30 nov 2013

Asabache.

Corrí  aventurado a  encontrarme lejos del dolor,
y vi una ráfaga de estrellas,
estrellas marcadas a color,
y en aquel ámbar  de luciérnagas,
 encontré infinidad de cosas dentro de ellas.


Y un universo cambiante,
traslucido en ventanas color avellana,
sin mas ni menos podría volver a verlos el día de mañana,
lejos....
flotando...
así de cerquita pasando rozando las costas.

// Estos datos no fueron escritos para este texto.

//! Cooking mode: step-by-step instructions with narration and timers.
//!
//! A session walks a recipe's instructions, speaking each step as it comes
//! up. Steps that mention a duration ("Simmer for 10 minutes") can run a
//! countdown timer which sounds an alarm at zero. Any step change cancels
//! the timer.
//!
//! `run` drives a session from a command channel and a one-second tick:
//!
//! Absent → Running ⇄ Paused
//!             ↓
//!          Expired

use std::sync::Arc;
use std::time::Duration;

use tokio::sync::{mpsc, watch};
use tokio::time::{interval_at, Instant, MissedTickBehavior};
use tracing::{debug, info, warn};

use crate::alarm::Alarm;
use crate::error::CookingError;
use crate::narrator::{NarrationState, Narrator};
use crate::recipe::Recipe;
use crate::time_parser::parse_duration;

#[derive(Debug, Clone, Copy, PartialEq, Eq)]
pub struct Timer {
    pub remaining_secs: u64,
    pub running: bool,
}

#[derive(Debug, Clone, Copy, PartialEq, Eq)]
pub enum TimerPhase {
    Absent,
    Paused,
    Running,
    Expired,
}

impl std::fmt::Display for TimerPhase {
    fn fmt(&self, f: &mut std::fmt::Formatter<'_>) -> std::fmt::Result {
        match self {
            Self::Absent => write!(f, "ABSENT"),
            Self::Paused => write!(f, "PAUSED"),
            Self::Running => write!(f, "RUNNING"),
            Self::Expired => write!(f, "EXPIRED"),
        }
    }
}

/// What a one-second tick did to the timer.
#[derive(Debug, Clone, Copy, PartialEq, Eq)]
pub enum TickOutcome {
    Idle,
    Counted,
    Expired,
}

pub struct CookingSession {
    recipe: Recipe,
    durations: Vec<Option<u64>>,
    step: usize,
    muted: bool,
    timer: Option<Timer>,
    narrator: Arc<dyn Narrator>,
    alarm: Box<dyn Alarm>,
}

impl CookingSession {
    /// Enter cooking mode at step 0 and start narrating it.
    pub fn start(
        recipe: Recipe,
        narrator: Arc<dyn Narrator>,
        alarm: Box<dyn Alarm>,
    ) -> Result<Self, CookingError> {
        if recipe.instructions.is_empty() {
            return Err(CookingError::NoInstructions);
        }

        let durations = recipe
            .instructions
            .iter()
            .map(|step| parse_duration(step))
            .collect();

        info!(
            "Cooking mode: {} ({} steps)",
            recipe.name,
            recipe.instructions.len()
        );

        let session = Self {
            recipe,
            durations,
            step: 0,
            muted: false,
            timer: None,
            narrator,
            alarm,
        };
        session.narrate_current();
        Ok(session)
    }

    pub fn recipe(&self) -> &Recipe {
        &self.recipe
    }

    pub fn step(&self) -> usize {
        self.step
    }

    pub fn step_count(&self) -> usize {
        self.recipe.instructions.len()
    }

    pub fn instruction(&self) -> &str {
        &self.recipe.instructions[self.step]
    }

    /// Timer duration mentioned in the current step, in seconds.
    pub fn step_duration(&self) -> Option<u64> {
        self.durations[self.step]
    }

    pub fn is_muted(&self) -> bool {
        self.muted
    }

    pub fn is_speaking(&self) -> bool {
        !self.muted && self.narrator.is_speaking()
    }

    pub fn narration_updates(&self) -> watch::Receiver<NarrationState> {
        self.narrator.subscribe()
    }

    pub fn timer(&self) -> Option<Timer> {
        self.timer
    }

    pub fn timer_phase(&self) -> TimerPhase {
        match self.timer {
            None => TimerPhase::Absent,
            Some(t) if t.remaining_secs == 0 => TimerPhase::Expired,
            Some(t) if t.running => TimerPhase::Running,
            Some(_) => TimerPhase::Paused,
        }
    }

    /// Advance one step. Returns false on the last step.
    pub fn next_step(&mut self) -> bool {
        if self.step + 1 >= self.step_count() {
            return false;
        }
        self.go_to(self.step + 1);
        true
    }

    /// Go back one step. Returns false on the first step.
    pub fn prev_step(&mut self) -> bool {
        if self.step == 0 {
            return false;
        }
        self.go_to(self.step - 1);
        true
    }

    fn go_to(&mut self, step: usize) {
        self.cancel_timer();
        self.step = step;
        debug!("Step {}/{}", step + 1, self.step_count());
        self.narrate_current();
    }

    /// Flip mute. Muting silences narration at once; unmuting repeats the
    /// current step. Returns the new muted state.
    pub fn toggle_mute(&mut self) -> bool {
        self.muted = !self.muted;
        if self.muted {
            self.narrator.cancel();
        } else {
            self.narrate_current();
        }
        info!("Narration {}", if self.muted { "muted" } else { "unmuted" });
        self.muted
    }

    /// Start the countdown for the current step. Returns its length in
    /// seconds.
    pub fn start_timer(&mut self) -> Result<u64, CookingError> {
        if self.timer.is_some() {
            return Err(CookingError::TimerActive);
        }
        let secs = self.step_duration().ok_or(CookingError::NoDuration)?;

        self.timer = Some(Timer {
            remaining_secs: secs,
            running: secs > 0,
        });
        info!("Timer: ABSENT → RUNNING ({secs}s)");

        if secs == 0 {
            self.sound_alarm();
        }
        Ok(secs)
    }

    /// Count down one second if the timer is running.
    pub fn tick(&mut self) -> TickOutcome {
        let Some(timer) = self.timer.as_mut() else {
            return TickOutcome::Idle;
        };
        if !timer.running || timer.remaining_secs == 0 {
            return TickOutcome::Idle;
        }

        timer.remaining_secs -= 1;
        if timer.remaining_secs > 0 {
            return TickOutcome::Counted;
        }

        timer.running = false;
        info!("Timer: RUNNING → EXPIRED");
        self.sound_alarm();
        TickOutcome::Expired
    }

    /// Pause a running timer or resume a paused one. Returns false when
    /// there is nothing to toggle (no timer, or already expired).
    pub fn pause_resume_timer(&mut self) -> bool {
        let Some(timer) = self.timer.as_mut() else {
            return false;
        };
        if timer.remaining_secs == 0 {
            return false;
        }
        timer.running = !timer.running;
        debug!("Timer {}", if timer.running { "resumed" } else { "paused" });
        true
    }

    /// Clear the timer. Returns false if there was none.
    pub fn cancel_timer(&mut self) -> bool {
        let had_timer = self.timer.take().is_some();
        if had_timer {
            debug!("Timer cancelled");
        }
        had_timer
    }

    fn narrate_current(&self) {
        if !self.muted {
            self.narrator.speak(self.instruction());
        }
    }

    fn sound_alarm(&self) {
        if let Err(e) = self.alarm.sound() {
            warn!("Timer alarm failed: {e}");
        }
    }
}

impl Drop for CookingSession {
    fn drop(&mut self) {
        self.narrator.cancel();
        debug!("Left cooking mode");
    }
}

#[derive(Debug, Clone, Copy, PartialEq, Eq)]
pub enum CookingCommand {
    Next,
    Prev,
    ToggleMute,
    StartTimer,
    PauseResume,
    CancelTimer,
    Exit,
}

impl CookingCommand {
    /// Parse a line of keyboard input. A bare space is pause/resume, an
    /// empty line moves on.
    pub fn parse(input: &str) -> Option<Self> {
        let line = input.trim_end_matches(['\r', '\n']);
        if !line.is_empty() && line.trim().is_empty() {
            return Some(Self::PauseResume);
        }
        let cmd = match input.trim().to_lowercase().as_str() {
            "n" | "next" | "" => Self::Next,
            "p" | "prev" | "back" => Self::Prev,
            "m" | "mute" => Self::ToggleMute,
            "t" | "timer" | "start" => Self::StartTimer,
            "space" | "pause" | "resume" => Self::PauseResume,
            "c" | "cancel" => Self::CancelTimer,
            "q" | "quit" | "exit" => Self::Exit,
            _ => return None,
        };
        Some(cmd)
    }
}

/// Something visible changed; the host should re-render.
#[derive(Debug, Clone, Copy, PartialEq, Eq)]
pub enum CookingEvent {
    Started,
    Step,
    Mute,
    Timer,
    TimerExpired,
    Narration,
    Rejected(CookingError),
}

/// Drive a session until `Exit` or until the command channel closes.
///
/// Commands and ticks are handled one at a time. The session is dropped on
/// return, which stops narration.
pub async fn run<F>(
    mut session: CookingSession,
    mut commands: mpsc::Receiver<CookingCommand>,
    mut on_event: F,
) where
    F: FnMut(&CookingSession, CookingEvent),
{
    let period = Duration::from_secs(1);
    let mut ticker = interval_at(Instant::now() + period, period);
    ticker.set_missed_tick_behavior(MissedTickBehavior::Delay);
    let mut narration = session.narration_updates();

    on_event(&session, CookingEvent::Started);

    loop {
        tokio::select! {
            command = commands.recv() => {
                let Some(command) = command else {
                    debug!("Cooking input closed");
                    break;
                };
                let event = match command {
                    CookingCommand::Exit => break,
                    CookingCommand::Next => session.next_step().then_some(CookingEvent::Step),
                    CookingCommand::Prev => session.prev_step().then_some(CookingEvent::Step),
                    CookingCommand::ToggleMute => {
                        session.toggle_mute();
                        Some(CookingEvent::Mute)
                    }
                    CookingCommand::StartTimer => match session.start_timer() {
                        Ok(_) => {
                            ticker.reset();
                            Some(if session.timer_phase() == TimerPhase::Expired {
                                CookingEvent::TimerExpired
                            } else {
                                CookingEvent::Timer
                            })
                        }
                        Err(e) => Some(CookingEvent::Rejected(e)),
                    },
                    CookingCommand::PauseResume => {
                        let toggled = session.pause_resume_timer();
                        if toggled && session.timer_phase() == TimerPhase::Running {
                            ticker.reset();
                        }
                        toggled.then_some(CookingEvent::Timer)
                    }
                    CookingCommand::CancelTimer => {
                        session.cancel_timer().then_some(CookingEvent::Timer)
                    }
                };
                if let Some(event) = event {
                    on_event(&session, event);
                }
            }
            _ = ticker.tick() => {
                match session.tick() {
                    TickOutcome::Idle => {}
                    TickOutcome::Counted => on_event(&session, CookingEvent::Timer),
                    TickOutcome::Expired => on_event(&session, CookingEvent::TimerExpired),
                }
            }
            Ok(()) = narration.changed() => {
                on_event(&session, CookingEvent::Narration);
            }
        }
    }

    info!("Exiting cooking mode at step {}/{}", session.step() + 1, session.step_count());
}
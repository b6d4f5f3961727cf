//! Timer durations from free-text cooking instructions.
//!
//! Best-effort heuristic: "Simmer for 10 minutes" → 600s, "Rest 45 seconds"
//! → 45s. Minutes take priority over seconds. A range such as "2-3 minutes"
//! or "2 to 3 minutes" resolves to its lower bound, and the hyphenated
//! "10-minute rest" counts too. Fractional amounts ("1.5 minutes") give no
//! timer.

use std::sync::LazyLock;

use regex::Regex;

// Group 1 is the whole number, group 2 a fractional part. The leading
// class keeps "1.5" from matching as "5".
static MINUTES: LazyLock<Regex> = LazyLock::new(|| {
    Regex::new(
        r"(?i)(?:^|[^\w.])(\d+)(\.\d+)?(?:\s*(?:-|–|to)\s*\d+(?:\.\d+)?)?\s*-?\s*(?:minutes?|mins?)\b",
    )
    .expect("minutes pattern is valid")
});

static SECONDS: LazyLock<Regex> = LazyLock::new(|| {
    Regex::new(
        r"(?i)(?:^|[^\w.])(\d+)(\.\d+)?(?:\s*(?:-|–|to)\s*\d+(?:\.\d+)?)?\s*-?\s*(?:seconds?|secs?)\b",
    )
    .expect("seconds pattern is valid")
});

fn whole_number(caps: &regex::Captures<'_>) -> Option<u64> {
    if caps.get(2).is_some() {
        return None;
    }
    caps[1].parse().ok()
}

/// Extract a duration in seconds from an instruction, if one is mentioned.
pub fn parse_duration(instruction: &str) -> Option<u64> {
    if let Some(caps) = MINUTES.captures(instruction) {
        return whole_number(&caps)?.checked_mul(60);
    }

    SECONDS
        .captures(instruction)
        .and_then(|caps| whole_number(&caps))
}

/// Format seconds as `M:SS` for the countdown display.
pub fn format_countdown(seconds: u64) -> String {
    format!("{}:{:02}", seconds / 60, seconds % 60)
}
//! Configuration management for smartchef.
//!
//! Loads config from YAML files in standard locations. Every section is
//! optional and falls back to its defaults.

use serde::Deserialize;
use std::path::{Path, PathBuf};
use tracing::info;

#[derive(Debug, Clone, Deserialize)]
#[serde(default)]
pub struct AiConfig {
    pub host: String,
    pub model: String,
    pub vision_model: String,
    pub timeout_secs: u64,
}

impl Default for AiConfig {
    fn default() -> Self {
        Self {
            host: "http://localhost:11434".into(),
            model: "llama3.2:3b".into(),
            vision_model: "llava:7b".into(),
            timeout_secs: 120,
        }
    }
}

#[derive(Debug, Clone, Default, Deserialize)]
#[serde(default)]
pub struct StorageConfig {
    /// Data directory; unset means ~/.local/share/smartchef.
    pub dir: Option<PathBuf>,
}

#[derive(Debug, Clone, Deserialize)]
#[serde(default)]
pub struct NarrationConfig {
    pub enabled: bool,
    pub command: String,
    pub args: Vec<String>,
}

impl Default for NarrationConfig {
    fn default() -> Self {
        Self {
            enabled: true,
            command: "espeak-ng".into(),
            args: vec![],
        }
    }
}

#[derive(Debug, Clone, Deserialize)]
#[serde(default)]
pub struct AlarmConfig {
    pub enabled: bool,
    pub frequency_hz: f32,
    pub beeps: u32,
    pub beep_ms: u64,
}

impl Default for AlarmConfig {
    fn default() -> Self {
        Self {
            enabled: true,
            frequency_hz: 880.0,
            beeps: 3,
            beep_ms: 250,
        }
    }
}

#[derive(Debug, Clone, Deserialize)]
#[serde(default)]
pub struct GamificationConfig {
    pub points_per_ingredient: u64,
}

impl Default for GamificationConfig {
    fn default() -> Self {
        Self {
            points_per_ingredient: 10,
        }
    }
}

#[derive(Debug, Clone, Deserialize)]
#[serde(default)]
pub struct ServerConfig {
    pub port: u16,
}

impl Default for ServerConfig {
    fn default() -> Self {
        Self { port: 8780 }
    }
}

#[derive(Debug, Clone, Default, Deserialize)]
#[serde(default)]
pub struct Config {
    pub ai: AiConfig,
    pub storage: StorageConfig,
    pub narration: NarrationConfig,
    pub alarm: AlarmConfig,
    pub gamification: GamificationConfig,
    pub server: ServerConfig,
}

impl Config {
    /// Load configuration from YAML file.
    ///
    /// Searches standard locations if no path is provided:
    /// 1. ./config.yaml
    /// 2. ~/.config/smartchef/config.yaml
    /// 3. /etc/smartchef/config.yaml
    pub fn load(path: Option<&Path>) -> Self {
        let resolved = path.map(PathBuf::from).or_else(|| {
            let candidates = [
                std::env::current_dir().ok().map(|d| d.join("config.yaml")),
                dirs::home_dir().map(|h| h.join(".config/smartchef/config.yaml")),
                Some(PathBuf::from("/etc/smartchef/config.yaml")),
            ];
            candidates.into_iter().flatten().find(|p| p.exists())
        });

        let Some(config_path) = resolved else {
            info!("No config file found, using defaults");
            return Self::default();
        };

        match std::fs::read_to_string(&config_path) {
            Ok(contents) => match Self::parse(&contents) {
                Ok(config) => {
                    info!("Loaded config from {}", config_path.display());
                    config
                }
                Err(e) => {
                    tracing::warn!("Failed to parse {}: {e}, using defaults", config_path.display());
                    Self::default()
                }
            },
            Err(e) => {
                tracing::warn!("Failed to read {}: {e}, using defaults", config_path.display());
                Self::default()
            }
        }
    }

    pub fn parse(contents: &str) -> Result<Self, serde_yml::Error> {
        serde_yml::from_str(contents)
    }

    pub fn data_dir(&self) -> PathBuf {
        self.storage
            .dir
            .clone()
            .unwrap_or_else(crate::storage::default_data_dir)
    }
}

#[cfg(test)]
mod tests {
    use super::*;

    #[test]
    fn test_partial_yaml_keeps_defaults() {
        let config = Config::parse(
            "ai:\n  model: mistral\nalarm:\n  beeps: 5\n",
        )
        .unwrap();

        assert_eq!(config.ai.model, "mistral");
        assert_eq!(config.ai.host, "http://localhost:11434");
        assert_eq!(config.alarm.beeps, 5);
        assert_eq!(config.alarm.frequency_hz, 880.0);
        assert_eq!(config.gamification.points_per_ingredient, 10);
    }

    #[test]
    fn test_narration_command() {
        let config = Config::parse(
            "narration:\n  command: spd-say\n  args: [\"--wait\"]\n",
        )
        .unwrap();
        assert!(config.narration.enabled);
        assert_eq!(config.narration.command, "spd-say");
        assert_eq!(config.narration.args, vec!["--wait"]);
    }

    #[test]
    fn test_missing_file_uses_defaults() {
        let dir = tempfile::tempdir().unwrap();
        let config = Config::load(Some(&dir.path().join("nope.yaml")));
        assert_eq!(config.server.port, 8780);
    }

    #[test]
    fn test_invalid_file_uses_defaults() {
        let dir = tempfile::tempdir().unwrap();
        let path = dir.path().join("config.yaml");
        std::fs::write(&path, "ai: [unclosed").unwrap();
        let config = Config::load(Some(&path));
        assert_eq!(config.ai.model, "llama3.2:3b");
    }

    #[test]
    fn test_storage_dir_override() {
        let config = Config::parse("storage:\n  dir: /tmp/chef\n").unwrap();
        assert_eq!(config.data_dir(), PathBuf::from("/tmp/chef"));
    }
}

Tome mis cosas y me encamine hacia el infinito,
cambie mi textura,
mi habla y mi ser.
para  volver a ver,
la claridad del agua destilada del cosmos.




23 nov 2013

Anormal

Admitamos discrepancia,
a calmar la  apariencia,
que tomada de la mano de los dioses va creando ciencia.

Ciencia agua de argumento sublime,
recuerdame que es lo que escribe,
¡oh tu soñador! la historia que  vive,
mas haya ... no se parece a nada de lo que dijiste.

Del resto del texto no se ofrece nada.